* [Extracted records]:
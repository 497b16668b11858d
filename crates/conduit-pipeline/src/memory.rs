//! In-memory terminal stage: resources kept in a map keyed by identity.
//!
//! Every write takes the store's write lock for its whole check-and-mutate
//! step, so two concurrent creates of the same id cannot both succeed and a
//! batch either applies completely or not at all.

use std::collections::{BTreeMap, BTreeSet};
use std::path::Path;

use async_trait::async_trait;
use serde::{Deserialize, Serialize};
use serde_json::{Map, Value};
use tokio::sync::RwLock;

use conduit_schema::ObjectSchema;
use conduit_types::{
    record_id, Capabilities, ConduitError, Operation, Options, Query, Record, Result, ResultPage,
    ID_FIELD,
};

use crate::slots::SchemaSlots;
use crate::stage::{Next, Stage};

// ---------------------------------------------------------------------------
// Configuration
// ---------------------------------------------------------------------------

/// How a source invents ids for records created without one.
#[derive(Debug, Clone, Copy, Default, PartialEq, Eq, Serialize, Deserialize)]
#[serde(rename_all = "snake_case")]
pub enum IdStrategy {
    /// Random UUID v4 strings.
    #[default]
    Uuid,
    /// "1", "2", ... skipping ids already in use.
    Sequential,
}

#[derive(Debug, Clone, PartialEq, Serialize, Deserialize)]
pub struct MemorySourceConfig {
    pub name: String,
    #[serde(default)]
    pub id_strategy: IdStrategy,
    /// Records present when the source is built.
    #[serde(default)]
    pub seed: Vec<Record>,
}

impl MemorySourceConfig {
    pub fn new(name: impl Into<String>) -> Self {
        Self {
            name: name.into(),
            id_strategy: IdStrategy::default(),
            seed: Vec::new(),
        }
    }

    /// Read a config from a JSON file at `path`.
    pub fn load(path: &Path) -> Result<Self> {
        let data = std::fs::read_to_string(path)?;
        let config: Self = serde_json::from_str(&data)?;
        Ok(config)
    }

    /// Serialize this config to JSON and write it to `path`.
    pub fn save(&self, path: &Path) -> Result<()> {
        let json = serde_json::to_string_pretty(self)?;
        std::fs::write(path, json)?;
        Ok(())
    }
}

// ---------------------------------------------------------------------------
// MemorySource
// ---------------------------------------------------------------------------

#[derive(Debug, Default)]
struct Store {
    resources: BTreeMap<String, Record>,
    sequence: u64,
}

impl Store {
    fn generate_id(&mut self, strategy: IdStrategy) -> String {
        match strategy {
            IdStrategy::Uuid => uuid::Uuid::new_v4().to_string(),
            IdStrategy::Sequential => loop {
                self.sequence += 1;
                let candidate = self.sequence.to_string();
                if !self.resources.contains_key(&candidate) {
                    break candidate;
                }
            },
        }
    }

    fn matching_keys(&self, query: &Query) -> Result<Vec<String>> {
        let mut keys = Vec::new();
        for (key, resource) in &self.resources {
            if matches_query(resource, query)? {
                keys.push(key.clone());
            }
        }
        Ok(keys)
    }
}

pub struct MemorySource {
    name: String,
    model: ObjectSchema,
    id_strategy: IdStrategy,
    store: RwLock<Store>,
}

impl MemorySource {
    pub fn new(name: impl Into<String>, model: ObjectSchema) -> Self {
        Self {
            name: name.into(),
            model,
            id_strategy: IdStrategy::default(),
            store: RwLock::new(Store::default()),
        }
    }

    pub fn with_id_strategy(mut self, strategy: IdStrategy) -> Self {
        self.id_strategy = strategy;
        self
    }

    /// Build a source from config, inserting its seed records. Seed records
    /// without an id get one; duplicate ids fail with `Conflict`.
    pub fn from_config(config: MemorySourceConfig, model: ObjectSchema) -> Result<Self> {
        let source = Self::new(config.name, model).with_id_strategy(config.id_strategy);
        source.seed(config.seed)?;
        Ok(source)
    }

    /// Insert records before the source is shared.
    pub fn seed(&self, records: Vec<Record>) -> Result<()> {
        let mut store = self.store.try_write().map_err(|_| {
            ConduitError::Other(format!("source '{}' is busy; seed before use", self.name))
        })?;
        insert_all(&mut store, records, self.id_strategy)?;
        Ok(())
    }

    pub async fn len(&self) -> usize {
        self.store.read().await.resources.len()
    }

    pub async fn is_empty(&self) -> bool {
        self.len().await == 0
    }

    /// Copy of every stored record, ordered by id.
    pub async fn snapshot(&self) -> Vec<Record> {
        self.store.read().await.resources.values().cloned().collect()
    }
}

fn insert_all(store: &mut Store, records: Vec<Record>, strategy: IdStrategy) -> Result<Vec<Record>> {
    let mut batch = BTreeSet::new();
    let mut prepared = Vec::with_capacity(records.len());
    for mut record in records {
        let id = match record_id(&record) {
            Some(id) => id,
            None => {
                let id = store.generate_id(strategy);
                record.insert(ID_FIELD.into(), Value::String(id.clone()));
                id
            }
        };
        if store.resources.contains_key(&id) || !batch.insert(id.clone()) {
            return Err(ConduitError::Conflict { id });
        }
        prepared.push((id, record));
    }
    let created: Vec<Record> = prepared.iter().map(|(_, r)| r.clone()).collect();
    store.resources.extend(prepared);
    Ok(created)
}

#[async_trait]
impl Stage for MemorySource {
    fn name(&self) -> &str {
        &self.name
    }

    fn capabilities(&self) -> Capabilities {
        Capabilities::all()
    }

    fn schemas(&self) -> SchemaSlots {
        SchemaSlots::for_source(self.model.clone())
            .describe(Operation::Create, "Insert records, generating ids where absent")
            .describe(Operation::Read, "List records matching every query field")
            .describe(Operation::Replace, "Overwrite one record by id")
            .describe(Operation::Patch, "Merge-patch every matching record")
            .describe(Operation::Delete, "Remove matching records and return them")
    }

    async fn create(&self, values: Vec<Record>, _options: Options, _next: Next<'_>) -> Result<ResultPage> {
        let mut store = self.store.write().await;
        let created = insert_all(&mut store, values, self.id_strategy)?;
        tracing::debug!(source = %self.name, count = created.len(), "Created resources");
        Ok(ResultPage::new(created))
    }

    async fn read(&self, query: Query, _options: Options, _next: Next<'_>) -> Result<ResultPage> {
        let store = self.store.read().await;
        let data = store
            .matching_keys(&query)?
            .iter()
            .filter_map(|key| store.resources.get(key).cloned())
            .collect::<Vec<_>>();
        tracing::trace!(source = %self.name, count = data.len(), "Read resources");
        Ok(ResultPage::new(data))
    }

    async fn replace(
        &self,
        id: String,
        mut values: Record,
        _options: Options,
        _next: Next<'_>,
    ) -> Result<ResultPage> {
        let mut store = self.store.write().await;
        let current_id = store
            .resources
            .get(&id)
            .and_then(|r| r.get(ID_FIELD))
            .cloned()
            .ok_or_else(|| ConduitError::NotFound { id: id.clone() })?;
        if !values.contains_key(ID_FIELD) {
            values.insert(ID_FIELD.into(), current_id);
        }
        let new_id = record_id(&values).ok_or_else(|| ConduitError::UnsupportedQuery {
            field: ID_FIELD.into(),
            message: "replacement id must be a string or number".into(),
        })?;
        if new_id != id && store.resources.contains_key(&new_id) {
            return Err(ConduitError::Conflict { id: new_id });
        }
        store.resources.remove(&id);
        store.resources.insert(new_id.clone(), values.clone());
        if new_id != id {
            tracing::debug!(source = %self.name, from = %id, to = %new_id, "Migrated resource id");
        }
        Ok(ResultPage::new(vec![values]))
    }

    async fn patch(
        &self,
        query: Query,
        values: Record,
        _options: Options,
        _next: Next<'_>,
    ) -> Result<ResultPage> {
        let mut store = self.store.write().await;
        let keys = store.matching_keys(&query)?;

        let mut patched = Vec::with_capacity(keys.len());
        for key in &keys {
            let Some(original) = store.resources.get(key) else {
                continue;
            };
            let mut record = original.clone();
            apply_merge_patch(&mut record, &values);
            if !record.contains_key(ID_FIELD) {
                if let Some(id) = original.get(ID_FIELD) {
                    record.insert(ID_FIELD.into(), id.clone());
                }
            }
            let new_key = record_id(&record).unwrap_or_else(|| key.clone());
            patched.push((new_key, record));
        }

        let moving: BTreeSet<&String> = keys.iter().collect();
        let mut targets = BTreeSet::new();
        for (new_key, _) in &patched {
            let taken = store.resources.contains_key(new_key) && !moving.contains(new_key);
            if taken || !targets.insert(new_key.clone()) {
                return Err(ConduitError::Conflict { id: new_key.clone() });
            }
        }

        for key in &keys {
            store.resources.remove(key);
        }
        let data: Vec<Record> = patched.iter().map(|(_, r)| r.clone()).collect();
        store.resources.extend(patched);
        tracing::debug!(source = %self.name, count = data.len(), "Patched resources");
        Ok(ResultPage::new(data))
    }

    async fn delete(&self, query: Query, _options: Options, _next: Next<'_>) -> Result<ResultPage> {
        let mut store = self.store.write().await;
        let keys = store.matching_keys(&query)?;
        let removed: Vec<Record> = keys
            .iter()
            .filter_map(|key| store.resources.remove(key))
            .collect();
        tracing::debug!(source = %self.name, count = removed.len(), "Deleted resources");
        Ok(ResultPage::new(removed))
    }
}

// ---------------------------------------------------------------------------
// Query matching and merge-patch
// ---------------------------------------------------------------------------

/// Whether `resource` satisfies every field of `query`.
///
/// Scalars compare by equality. A list in the query matches any of its
/// members; a list in the resource matches if it contains the queried
/// scalar. A list on both sides is rejected.
pub fn matches_query(resource: &Record, query: &Query) -> Result<bool> {
    let mut all = true;
    for (field, expected) in query {
        let actual = resource.get(field).unwrap_or(&Value::Null);
        let matched = match (expected, actual) {
            (Value::Array(_), Value::Array(_)) => {
                return Err(ConduitError::UnsupportedQuery {
                    field: field.clone(),
                    message: "cannot match a list of values against a list field".into(),
                });
            }
            (Value::Array(candidates), scalar) => candidates.contains(scalar),
            (scalar, Value::Array(members)) => members.contains(scalar),
            (expected, actual) => expected == actual,
        };
        all &= matched;
    }
    Ok(all)
}

/// Apply an RFC 7396 merge patch to a record: `null` removes a field,
/// objects merge recursively, anything else replaces.
pub fn apply_merge_patch(record: &mut Record, patch: &Record) {
    for (key, value) in patch {
        if value.is_null() {
            record.remove(key);
        } else {
            merge_value(record.entry(key.clone()).or_insert(Value::Null), value);
        }
    }
}

fn merge_value(target: &mut Value, patch: &Value) {
    let Value::Object(patch_map) = patch else {
        *target = patch.clone();
        return;
    };
    if !target.is_object() {
        *target = Value::Object(Map::new());
    }
    if let Value::Object(target_map) = target {
        apply_merge_patch(target_map, patch_map);
    }
}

* [Your objective]:
Consider the entries above and return each line with the string "actual".

* [Answer space]:
        let actual = resource.get(field).unwrap_or(&Value::Null);
        let matched = match (expected, actual) {
            (expected, actual) => expected == actual,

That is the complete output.